Collected data entries:
--------------------------------------------------

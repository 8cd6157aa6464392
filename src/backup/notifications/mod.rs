use crate::backup::notifications::pushover::PushoverConfig;
use crate::backup::notifications::smtp::SmtpNotificationConfig;
use crate::backup::result_error::result::Result;
use derive_more::{Display, From};
use serde::{Deserialize, Serialize};
use std::result;
use validator::{Validate, ValidationErrors};

pub mod pushover;
pub mod smtp;

#[derive(Clone, Copy, Debug, Display, PartialEq, Eq, Hash, Serialize, Deserialize)]
#[serde(rename_all = "snake_case")]
pub enum Priority {
    Low,
    Normal,
    Urgent,
}

/// Where run events end up. Implementations must be shareable with the
/// worker threads, every finished job notifies from its own worker.
pub trait Notifier: Send + Sync {
    fn notify(&self, message: &str, priority: Priority) -> Result<()>;
}

#[derive(Clone, From, Serialize, Deserialize, Debug)]
#[serde(tag = "type")]
#[serde(rename_all = "snake_case")]
#[serde(deny_unknown_fields)]
pub enum NotificationConfig {
    Smtp(SmtpNotificationConfig),
    Pushover(PushoverConfig),
}

impl Validate for NotificationConfig {
    fn validate(&self) -> result::Result<(), ValidationErrors> {
        match self {
            Self::Smtp(inner) => inner.validate(),
            Self::Pushover(inner) => inner.validate(),
        }
    }
}

impl Notifier for NotificationConfig {
    fn notify(&self, message: &str, priority: Priority) -> Result<()> {
        match self {
            Self::Smtp(inner) => inner.notify(message, priority),
            Self::Pushover(inner) => inner.notify(message, priority),
        }
    }
}

/// Used when no notification service is configured.
#[derive(Clone, Copy, Debug, Default)]
pub struct LogNotifier;

impl Notifier for LogNotifier {
    fn notify(&self, message: &str, priority: Priority) -> Result<()> {
        match priority {
            Priority::Urgent => tracing::warn!("[notify {priority}] {message}"),
            _ => tracing::debug!("[notify {priority}] {message}"),
        }
        Ok(())
    }
}

#[cfg(test)]
#[derive(Debug, Default)]
pub(crate) struct RecordingNotifier {
    sent: std::sync::Mutex<Vec<(String, Priority)>>,
}

#[cfg(test)]
impl RecordingNotifier {
    pub(crate) fn sent(&self) -> Vec<(String, Priority)> {
        self.sent.lock().unwrap().clone()
    }
}

#[cfg(test)]
impl Notifier for RecordingNotifier {
    fn notify(&self, message: &str, priority: Priority) -> Result<()> {
        self.sent.lock().unwrap().push((message.to_string(), priority));
        Ok(())
    }
}
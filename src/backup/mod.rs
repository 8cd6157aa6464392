pub mod archiver;
pub mod backup_config;
pub mod database;
pub mod job;
pub mod notifications;
pub mod planner;
pub mod pool;
pub mod redacted;
pub mod remote;
pub mod result_error;
pub mod retention;
pub mod runner;
pub mod settings;
pub mod target;
pub mod validate;

macro_rules! function_path {
    () => {
        concat!(module_path!(), "::", function_name!(), " ", file!(), ":", line!())
    };
}

pub(crate) use function_path;
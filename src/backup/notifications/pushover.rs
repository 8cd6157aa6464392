//! Pushover push notifications.
//!
//! Urgent messages are sent with Pushover's emergency priority, which makes
//! the Pushover service re-alert every `retry` until acknowledged or until
//! `expire` has passed.

use crate::backup::function_path;
use crate::backup::notifications::{Notifier, Priority};
use crate::backup::redacted::RedactedString;
use crate::backup::result_error::error::Error;
use crate::backup::result_error::result::Result;
use crate::backup::result_error::{AddFunctionName, AddMsg};
use bon::Builder;
use function_name::named;
use getset::Getters;
use serde::{Deserialize, Serialize};
use std::time::Duration;
use validator::{Validate, ValidationError};

static PUSHOVER_API_URL: &str = "https://api.pushover.net/1/messages.json";
/// Pushover rejects emergency retries below 30 seconds.
static MIN_RETRY: Duration = Duration::from_secs(30);
/// Pushover caps emergency expiry at 3 hours.
static MAX_EXPIRE: Duration = Duration::from_secs(3 * 60 * 60);

fn default_api_url() -> String {
    PUSHOVER_API_URL.to_string()
}

fn default_retry() -> Duration {
    MIN_RETRY
}

fn default_expire() -> Duration {
    Duration::from_secs(6 * 60)
}

fn validate_retry(retry: &Duration) -> std::result::Result<(), ValidationError> {
    if *retry < MIN_RETRY {
        return Err(ValidationError::new("InvalidRetry")
            .with_message(format!("retry must be at least {:?}", MIN_RETRY).into()));
    }
    Ok(())
}

fn validate_expire(expire: &Duration) -> std::result::Result<(), ValidationError> {
    if *expire > MAX_EXPIRE || expire.is_zero() {
        return Err(ValidationError::new("InvalidExpire")
            .with_message(format!("expire must be within (0, {:?}]", MAX_EXPIRE).into()));
    }
    Ok(())
}

#[derive(Clone, Debug, Serialize, Deserialize, Validate, Builder, Getters)]
#[serde(deny_unknown_fields)]
#[getset(get = "pub")]
pub struct PushoverConfig {
    #[validate(nested)]
    #[builder(into)]
    token: RedactedString,
    #[validate(nested)]
    #[builder(into)]
    user: RedactedString,
    #[builder(into)]
    title: Option<String>,
    #[serde(default = "default_retry", with = "humantime_serde")]
    #[validate(custom(function = validate_retry))]
    #[builder(default = default_retry())]
    retry: Duration,
    #[serde(default = "default_expire", with = "humantime_serde")]
    #[validate(custom(function = validate_expire))]
    #[builder(default = default_expire())]
    expire: Duration,
    #[serde(default = "default_api_url")]
    #[builder(default = default_api_url(), into)]
    api_url: String,
}

impl PushoverConfig {
    fn form(&self, message: &str, priority: Priority) -> Vec<(&'static str, String)> {
        let mut form = vec![
            ("token", self.token.inner().to_string()),
            ("user", self.user.inner().to_string()),
            ("message", message.to_string()),
        ];
        if let Some(title) = &self.title {
            form.push(("title", title.clone()));
        }
        match priority {
            Priority::Low => form.push(("priority", "-1".to_string())),
            Priority::Normal => form.push(("priority", "0".to_string())),
            Priority::Urgent => {
                form.push(("priority", "2".to_string()));
                form.push(("retry", self.retry.as_secs().to_string()));
                form.push(("expire", self.expire.as_secs().to_string()));
            }
        }
        form
    }
}

impl Notifier for PushoverConfig {
    #[named]
    fn notify(&self, message: &str, priority: Priority) -> Result<()> {
        tracing::debug!("Sending pushover notification with priority {priority}");
        reqwest::blocking::Client::new()
            .post(self.api_url.as_str())
            .form(&self.form(message, priority))
            .send()
            .and_then(reqwest::blocking::Response::error_for_status)
            .map(|_| ())
            .map_err(Error::from)
            .add_msg(format!("Pushover notification to {:?} failed", self.api_url))
            .add_fn_name(function_path!())
    }
}
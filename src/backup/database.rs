use crate::backup::job::ProcessSpec;
use crate::backup::redacted::RedactedString;
use crate::backup::validate::validate_database_names;
use bon::Builder;
use derive_more::Display;
use getset::Getters;
use serde::{Deserialize, Serialize};
use validator::Validate;

fn default_host() -> String {
    "localhost".to_string()
}

#[derive(Clone, Copy, Debug, Display, PartialEq, Eq, Serialize, Deserialize)]
#[serde(rename_all = "snake_case")]
pub enum DatabaseEngine {
    #[display("postgres")]
    #[serde(alias = "postgresql", alias = "pg")]
    Postgres,
    #[display("mysql")]
    #[serde(alias = "mariadb")]
    Mysql,
}

/// One database server; every entry of `databases` is dumped separately.
#[derive(Clone, Debug, Serialize, Deserialize, Validate, Builder, Getters)]
#[serde(deny_unknown_fields)]
#[getset(get = "pub")]
pub struct DatabaseTarget {
    engine: DatabaseEngine,
    #[serde(default = "default_host")]
    #[validate(length(min = 1))]
    #[builder(default = default_host(), into)]
    host: String,
    port: Option<u16>,
    #[validate(length(min = 1))]
    #[builder(into)]
    user: String,
    #[validate(nested)]
    password: Option<RedactedString>,
    #[validate(length(min = 1), custom(function = validate_database_names))]
    #[builder(into)]
    databases: Vec<String>,
}

impl DatabaseTarget {
    /// Client dump command writing `database` as SQL to stdout.
    pub fn dump_command(&self, database: &str) -> ProcessSpec {
        let spec = match self.engine {
            DatabaseEngine::Postgres => {
                let spec = ProcessSpec::new("pg_dump").with_args(["-h", self.host.as_str()]);
                let spec = match self.port {
                    Some(port) => spec.arg("-p").arg(port.to_string()),
                    None => spec,
                };
                spec.with_args(["-U", self.user.as_str(), database])
            }
            DatabaseEngine::Mysql => {
                let spec = ProcessSpec::new("mysqldump").with_args(["-h", self.host.as_str()]);
                let spec = match self.port {
                    Some(port) => spec.arg("-P").arg(port.to_string()),
                    None => spec,
                };
                spec.with_args(["-u", self.user.as_str(), database])
            }
        };

        match &self.password {
            Some(password) => spec.secret_env(self.password_env(), password.clone()),
            None => spec,
        }
    }

    /// File stem of the dump of `database`, unique per server.
    pub fn dump_name(&self, database: &str) -> String {
        let host = sanitize_filename::sanitize(&self.host);
        match self.port {
            Some(port) => format!("{}-{}-{}-{}", self.engine, host, port, database),
            None => format!("{}-{}-{}", self.engine, host, database),
        }
    }

    fn password_env(&self) -> &'static str {
        match self.engine {
            DatabaseEngine::Postgres => "PGPASSWORD",
            DatabaseEngine::Mysql => "MYSQL_PWD",
        }
    }
}

#[cfg(test)]
mod tests {
    use super::*;
    use std::ffi::OsString;

    #[test]
    fn test_postgres_dump_command() {
        let target = DatabaseTarget::builder()
            .engine(DatabaseEngine::Postgres)
            .user("backup")
            .password(RedactedString::builder().inner("s3cret").build())
            .databases(vec!["app".to_string()])
            .build();

        let spec = target.dump_command("app");
        assert_eq!(spec.program(), "pg_dump");
        assert_eq!(
            spec.args(),
            &["-h", "localhost", "-U", "backup", "app"].map(OsString::from)
        );
        assert_eq!(spec.env()[0].0, "PGPASSWORD");
        assert!(!spec.to_string().contains("s3cret"));
    }

    #[test]
    fn test_mysql_dump_command_with_port() {
        let target = DatabaseTarget::builder()
            .engine(DatabaseEngine::Mysql)
            .host("db.internal")
            .port(3307)
            .user("root")
            .databases(vec!["shop".to_string()])
            .build();

        let spec = target.dump_command("shop");
        assert_eq!(spec.program(), "mysqldump");
        assert_eq!(
            spec.args(),
            &["-h", "db.internal", "-P", "3307", "-u", "root", "shop"].map(OsString::from)
        );
        assert!(spec.env().is_empty());
    }

    #[test]
    fn test_database_target_validation() {
        let yaml = r#"
engine: postgresql
user: backup
databases: [app, "../etc"]
"#;
        let target: DatabaseTarget = serde_yml::from_str(yaml).unwrap();
        assert_eq!(target.engine(), &DatabaseEngine::Postgres);
        assert!(target.validate().is_err());

        let empty = DatabaseTarget::builder()
            .engine(DatabaseEngine::Mysql)
            .user("root")
            .databases(Vec::<String>::new())
            .build();
        assert!(empty.validate().is_err());

        let option_like = DatabaseTarget::builder()
            .engine(DatabaseEngine::Postgres)
            .user("backup")
            .databases(vec!["--help".to_string()])
            .build();
        assert!(option_like.validate().is_err());
    }

    #[test]
    fn test_dump_name_tells_servers_apart() {
        let pg = DatabaseTarget::builder()
            .engine(DatabaseEngine::Postgres)
            .user("backup")
            .databases(vec!["app".to_string()])
            .build();
        let my = DatabaseTarget::builder()
            .engine(DatabaseEngine::Mysql)
            .user("root")
            .databases(vec!["app".to_string()])
            .build();
        let my_replica = DatabaseTarget::builder()
            .engine(DatabaseEngine::Mysql)
            .host("db.internal")
            .port(3307)
            .user("root")
            .databases(vec!["app".to_string()])
            .build();

        assert_eq!(pg.dump_name("app"), "postgres-localhost-app");
        assert_eq!(my.dump_name("app"), "mysql-localhost-app");
        assert_eq!(my_replica.dump_name("app"), "mysql-db.internal-3307-app");
    }
}
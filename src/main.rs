use chrono::Local;
use clap::Parser;
use dated_backup::backup::backup_config::BackupConfig;
use dated_backup::backup::result_error::error::Error;
use dated_backup::backup::result_error::result::Result;
use dated_backup::backup::result_error::AddMsg;
use dated_backup::backup::runner::Runner;
use std::fs::File;
use std::path::{Path, PathBuf};
use std::process::exit;
use std::sync::Mutex;
use tracing::error;
use tracing_subscriber::layer::SubscriberExt;
use tracing_subscriber::util::SubscriberInitExt;
use tracing_subscriber::{fmt, EnvFilter};

/// Archive folders and dump databases into today's backup directory, drop
/// the expired one and mirror the result to FTP.
#[derive(Parser, Debug)]
#[command(version, about, long_about = None)]
struct Args {
    /// Location of config file
    #[arg(short, long)]
    config: PathBuf,
    /// Also append log events to this file
    #[arg(short, long)]
    log_file: Option<PathBuf>,
}

fn init_logging(log_file: Option<&Path>) -> Result<()> {
    let file_layer = log_file
        .map(|path| {
            File::options()
                .append(true)
                .create(true)
                .open(path)
                .map_err(Error::from)
                .add_msg(format!("Cannot open log file {:?}", path))
                .map(|file| fmt::layer().with_ansi(false).with_writer(Mutex::new(file)))
        })
        .transpose()?;

    tracing_subscriber::registry()
        .with(EnvFilter::try_from_default_env().unwrap_or_else(|_| EnvFilter::new("info")))
        .with(fmt::layer().with_writer(std::io::stderr))
        .with(file_layer)
        .init();
    Ok(())
}

fn main() {
    let args = Args::parse();

    if let Err(e) = init_logging(args.log_file.as_deref()) {
        eprintln!("{e}");
        exit(1);
    }

    let res = BackupConfig::load(&args.config)
        .and_then(|config| Runner::new(config).run(Local::now().date_naive()));

    if let Err(e) = res {
        error!("{e}");
        exit(1);
    }
}
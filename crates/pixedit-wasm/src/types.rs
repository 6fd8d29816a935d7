//! WASM-compatible wrapper types for image data.
//!
//! This module provides JavaScript-friendly types that wrap the core Pixedit
//! types, handling the conversion between Rust and JavaScript data
//! representations.

use pixedit_core::decode::PixelBuffer;
use wasm_bindgen::prelude::*;

/// An RGB image wrapper for JavaScript.
///
/// # Memory Management
///
/// The pixel data is stored in WASM memory. When you call `pixels()`, a copy is
/// made to JavaScript memory as a `Uint8Array`. Keep images in WASM memory and
/// only extract pixels when they need to be painted.
///
/// Call the generated `free()` to release WASM memory early.
#[wasm_bindgen]
pub struct JsPixelBuffer {
    width: u32,
    height: u32,
    pixels: Vec<u8>,
}

#[wasm_bindgen]
impl JsPixelBuffer {
    /// Create a new JsPixelBuffer from dimensions and pixel data.
    ///
    /// # Arguments
    /// * `width` - Image width in pixels
    /// * `height` - Image height in pixels
    /// * `pixels` - RGB pixel data (3 bytes per pixel, row-major order)
    #[wasm_bindgen(constructor)]
    pub fn new(width: u32, height: u32, pixels: Vec<u8>) -> JsPixelBuffer {
        JsPixelBuffer {
            width,
            height,
            pixels,
        }
    }

    #[wasm_bindgen(getter)]
    pub fn width(&self) -> u32 {
        self.width
    }

    #[wasm_bindgen(getter)]
    pub fn height(&self) -> u32 {
        self.height
    }

    /// Number of bytes in the pixel buffer (width * height * 3).
    #[wasm_bindgen(getter)]
    pub fn byte_length(&self) -> usize {
        self.pixels.len()
    }

    /// Returns RGB pixel data as Uint8Array (a copy).
    pub fn pixels(&self) -> Vec<u8> {
        self.pixels.clone()
    }

    /// RGBA copy of the pixels, ready for `new ImageData(...)`.
    pub fn rgba_pixels(&self) -> Vec<u8> {
        let mut rgba = Vec::with_capacity(self.pixels.len() / 3 * 4);
        for px in self.pixels.chunks_exact(3) {
            rgba.extend_from_slice(px);
            rgba.push(255);
        }
        rgba
    }
}

impl JsPixelBuffer {
    pub(crate) fn from_buffer(img: PixelBuffer) -> Self {
        Self {
            width: img.width,
            height: img.height,
            pixels: img.pixels,
        }
    }

    /// Convert back to a core PixelBuffer, or `None` when the byte length does
    /// not match the dimensions. Clones the pixel data.
    pub(crate) fn to_buffer(&self) -> Option<PixelBuffer> {
        PixelBuffer::from_raw(self.width, self.height, self.pixels.clone())
    }
}
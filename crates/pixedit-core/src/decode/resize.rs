//! Image resizing for preview rendering.
//!
//! `Area` resampling is implemented here as an exact box integral over the
//! source pixels; the other filters delegate to the `image` crate.
//! All functions return new `PixelBuffer` instances without modifying the input.

use super::{DecodeError, FilterType, PixelBuffer};

/// Resize an image to exact dimensions.
///
/// `FilterType::Area` averages every source pixel covered by a destination
/// pixel, weighted by coverage. It only applies when neither axis grows;
/// upscales fall back to bilinear interpolation.
///
/// # Errors
///
/// Returns `DecodeError::InvalidDimensions` if either target dimension is zero,
/// or `DecodeError::CorruptedFile` if the source buffer is inconsistent.
pub fn resize(
    image: &PixelBuffer,
    width: u32,
    height: u32,
    filter: FilterType,
) -> Result<PixelBuffer, DecodeError> {
    if width == 0 || height == 0 {
        return Err(DecodeError::InvalidDimensions { width, height });
    }

    // Fast path: if dimensions match, just clone
    if image.width == width && image.height == height {
        return Ok(image.clone());
    }

    if image.is_empty() {
        return Err(DecodeError::InvalidDimensions {
            width: image.width,
            height: image.height,
        });
    }

    if filter == FilterType::Area && width <= image.width && height <= image.height {
        return Ok(resize_area(image, width, height));
    }

    let rgb_image = image
        .to_rgb_image()
        .ok_or_else(|| DecodeError::CorruptedFile("Failed to create RgbImage".to_string()))?;

    let resized = image::imageops::resize(&rgb_image, width, height, filter.to_image_filter());

    Ok(PixelBuffer::from_rgb_image(resized))
}

/// Per-destination list of (source index, weight) pairs along one axis.
fn area_weights(src_len: u32, dst_len: u32) -> Vec<Vec<(usize, f64)>> {
    let scale = src_len as f64 / dst_len as f64;

    (0..dst_len)
        .map(|d| {
            let start = d as f64 * scale;
            let end = (d as f64 + 1.0) * scale;
            let first = start.floor() as u32;
            let last = (end.ceil() as u32).min(src_len);

            (first..last)
                .filter_map(|s| {
                    let covered = end.min(s as f64 + 1.0) - start.max(s as f64);
                    (covered > 1e-9).then(|| (s as usize, covered / scale))
                })
                .collect()
        })
        .collect()
}

fn resize_area(image: &PixelBuffer, width: u32, height: u32) -> PixelBuffer {
    let x_weights = area_weights(image.width, width);
    let y_weights = area_weights(image.height, height);
    let src_stride = image.width as usize * 3;

    let mut output = Vec::with_capacity(width as usize * height as usize * 3);

    for row in &y_weights {
        for col in &x_weights {
            let mut acc = [0.0f64; 3];
            for &(sy, wy) in row {
                let row_start = sy * src_stride;
                for &(sx, wx) in col {
                    let idx = row_start + sx * 3;
                    let w = wy * wx;
                    acc[0] += image.pixels[idx] as f64 * w;
                    acc[1] += image.pixels[idx + 1] as f64 * w;
                    acc[2] += image.pixels[idx + 2] as f64 * w;
                }
            }
            for channel in acc {
                output.push(channel.round().clamp(0.0, 255.0) as u8);
            }
        }
    }

    PixelBuffer::new(width, height, output)
}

--------------------------------------------------

Your assignment: Find the line with "pixel, row-major order)" in the entries above. Retype it and each line after it, exactly, through the line with "pub(crate) fn to_buffer(&self)", and stop there.

Task result:
    /// * `pixels` - RGB pixel data (3 bytes per pixel, row-major order)
    #[wasm_bindgen(constructor)]
    pub fn new(width: u32, height: u32, pixels: Vec<u8>) -> JsPixelBuffer {
        JsPixelBuffer {
            width,
            height,
            pixels,
        }
    }

    #[wasm_bindgen(getter)]
    pub fn width(&self) -> u32 {
        self.width
    }

    #[wasm_bindgen(getter)]
    pub fn height(&self) -> u32 {
        self.height
    }

    /// Number of bytes in the pixel buffer (width * height * 3).
    #[wasm_bindgen(getter)]
    pub fn byte_length(&self) -> usize {
        self.pixels.len()
    }

    /// Returns RGB pixel data as Uint8Array (a copy).
    pub fn pixels(&self) -> Vec<u8> {
        self.pixels.clone()
    }

    /// RGBA copy of the pixels, ready for `new ImageData(...)`.
    pub fn rgba_pixels(&self) -> Vec<u8> {
        let mut rgba = Vec::with_capacity(self.pixels.len() / 3 * 4);
        for px in self.pixels.chunks_exact(3) {
            rgba.extend_from_slice(px);
            rgba.push(255);
        }
        rgba
    }
}

impl JsPixelBuffer {
    pub(crate) fn from_buffer(img: PixelBuffer) -> Self {
        Self {
            width: img.width,
            height: img.height,
            pixels: img.pixels,
        }
    }

    /// Convert back to a core PixelBuffer, or `None` when the byte length does
    /// not match the dimensions. Clones the pixel data.
    pub(crate) fn to_buffer(&self) -> Option<PixelBuffer> {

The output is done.